Friday, Sep. 30, 2011

Searching for My High School Bully: A Confrontation 25 Years After

The only thought scarier than that of facing my childhood bully in the halls of Morrisville High School was that of facing him again 25 years later. We were meeting at my request. Why was I doing this? His imprint stayed with me years after the bruises faded. I needed some sort of resolution. I needed to know why he singled me out. Actually, I wasn't completely sure what I needed. But I needed to see him.

I had written Frankie a letter and, amazingly, he had agreed to the meeting. I traveled across two states to his current residence in Pennsylvania, about an hour west of where we grew up, just over the New Jersey border. There, in a maximum-security prison, he is serving a life sentence for killing a man who was gay. I am gay.

Before leaving for the prison, I packed my contact lenses as a contingency measure. You see, it turns out that at the State Correctional Institute at Graterford, visitors are not separated by bulletproof glass like in the movies. We would be meeting in a small room, the guard outside with his back to the door. I figured if Frankie jumped me, the eyeglasses were likely to be the first casualty. How, then, would I be able to see the road to make the long drive home? In advance of my visit, prison officials told me that brief hugs were permitted at the beginning and end of each visit. I wanted to tell them, "If you see what looks like a hug, summon the guards. Please!"

When I was finally brought to meet Frankie, I did not recognize him. He was always bigger than me, but he is now 350 lb. and, as I would discover, set a state prison record in power lifting. That made the thought of conflict even more frightening. But there would be no violence.

The rage that once contorted his teenage face had given way to a broad, if hesitant, smile. We shook hands and awkwardly made our way to our private booth to take our seats and make small talk, each feeling the other out in the manner of two old friends who had drifted apart and were now trying to rediscover common ground and recapture our rhythms. What finally broke the ice was my trademark lack of diplomacy. I just dove right in and asked if he was guilty of the crime for which he was imprisoned. "Oh, I did it," he said, shocking me with his forthrightness. He proceeded to open up about the crime and his life before and after.

When I finally confronted him with his crimes against me, he apologized profusely. But he had no memory of me, which I found stunning given the ferocity of his attacks. Only after four prison visits and an exchange of more than 50 letters did he finally recall a confrontation where he pinned some poor guy against the gym wall. I lit up. "That guy was me!" That proved to be a revelation to me. While Frankie's words and actions in high school had seemed intensely personal, it turns out they clearly were not. I was just a convenient target.
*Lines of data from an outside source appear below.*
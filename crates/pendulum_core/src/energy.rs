//! Mechanical energy of the double pendulum.
//!
//! The potential is measured from the pivot height, so the hanging
//! equilibrium has energy `-(m1 + m2) g l1 - m2 g l2`.

use crate::params::Parameters;
use crate::state::State;

pub fn kinetic_energy(state: &State, params: &Parameters) -> f64 {
    let Parameters { m2, l1, l2, .. } = *params;
    let c = (state.theta1 - state.theta2).cos();
    0.5 * params.total_mass() * l1 * l1 * state.omega1 * state.omega1
        + 0.5 * m2 * l2 * l2 * state.omega2 * state.omega2
        + m2 * l1 * l2 * state.omega1 * state.omega2 * c
}

pub fn potential_energy(state: &State, params: &Parameters) -> f64 {
    let Parameters { g, m2, l1, l2, .. } = *params;
    -params.total_mass() * g * l1 * state.theta1.cos() - m2 * g * l2 * state.theta2.cos()
}

pub fn total_energy(state: &State, params: &Parameters) -> f64 {
    kinetic_energy(state, params) + potential_energy(state, params)
}

/// Largest absolute deviation of the total energy from its value at the first sample.
pub fn max_energy_drift<'a, I>(states: I, params: &Parameters) -> f64
where
    I: IntoIterator<Item = &'a State>,
{
    let mut iter = states.into_iter();
    let Some(first) = iter.next() else {
        return 0.0;
    };
    let e0 = total_energy(first, params);
    iter.map(|s| (total_energy(s, params) - e0).abs())
        .fold(0.0, f64::max)
}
Frankie adamantly denies that homophobia was the reason he singled me out, despite his generous use of gay slurs at the time. "Have you considered there could have been lots of other reasons?" he told me. But he himself cannot pinpoint them. Perhaps I can. I am convinced that, in part, he identified with my pain. He was the victim of abuses as a child, of truly ugly stuff that makes my troubles look frivolous in comparison. He also — unsurprisingly — had his own insecurities. His actions toward me were perhaps the only way he could engage someone he sensed had troubles of his own. He knew I was gay even before I knew I was. And in the bumbling, cruel and confused language of adolescence, he was letting me know it.

There is no excusing the way he let it out, as taunts and threats — looking me in the eye and saying he was going to kill me, convincing me it wasn't merely a figure of speech, making me terrified to go to school each day. As a teen, I remember sometimes feeling so much pain that I would say to myself, I ought to be suicidal. Fortunately, that wasn't in my makeup. I think I'm too ornery. Perhaps I had more support than I admit to.

I was not all innocence myself. Nearly all of us have engaged in bullying to some extent, if in less obvious forms than pinning another kid against a gym wall. I'm not proud of it, but I have been a bully. As part of a group of nerdy kids in school, I taunted newcomers and outsiders, anyone with a weakness that I could pick to disguise my own. I certainly should have known better. I now know how to recognize the cowardice in bullying and to see valor in aligning myself with the bullied. What must be stigmatized is avoiding confrontation and scattering to safety instead of coming to the aid of the weak.

Now I know better, thanks in large part to this late-in-life gift, what has become a friendship with Frankie. He has helped me explore, depersonalize and put to rest my childhood trauma of being bullied. In the process, he has somehow transferred to me some of the extraordinary mental strength that has enabled him to survive behind bars.

No one helped Frankie when he needed it. And so he went on to cause mayhem in his family and, on one alcohol-sodden night, to murder a man. My mission is now to help the person who bullied me, who caused me years of grief. It's not lost on me that the balance of power between Frankie and me has shifted. Frankie has no possibility of parole. Because of the damage others did to him, he made a terrible mistake and is in prison till the day he dies. I'm powerless to change that. But I can be his friend and return the unexpected and precious favor he's granted me.

Guenther is head of executive communications at a large financial-services firm based in New York. He is writing a book on his experience with Frankie.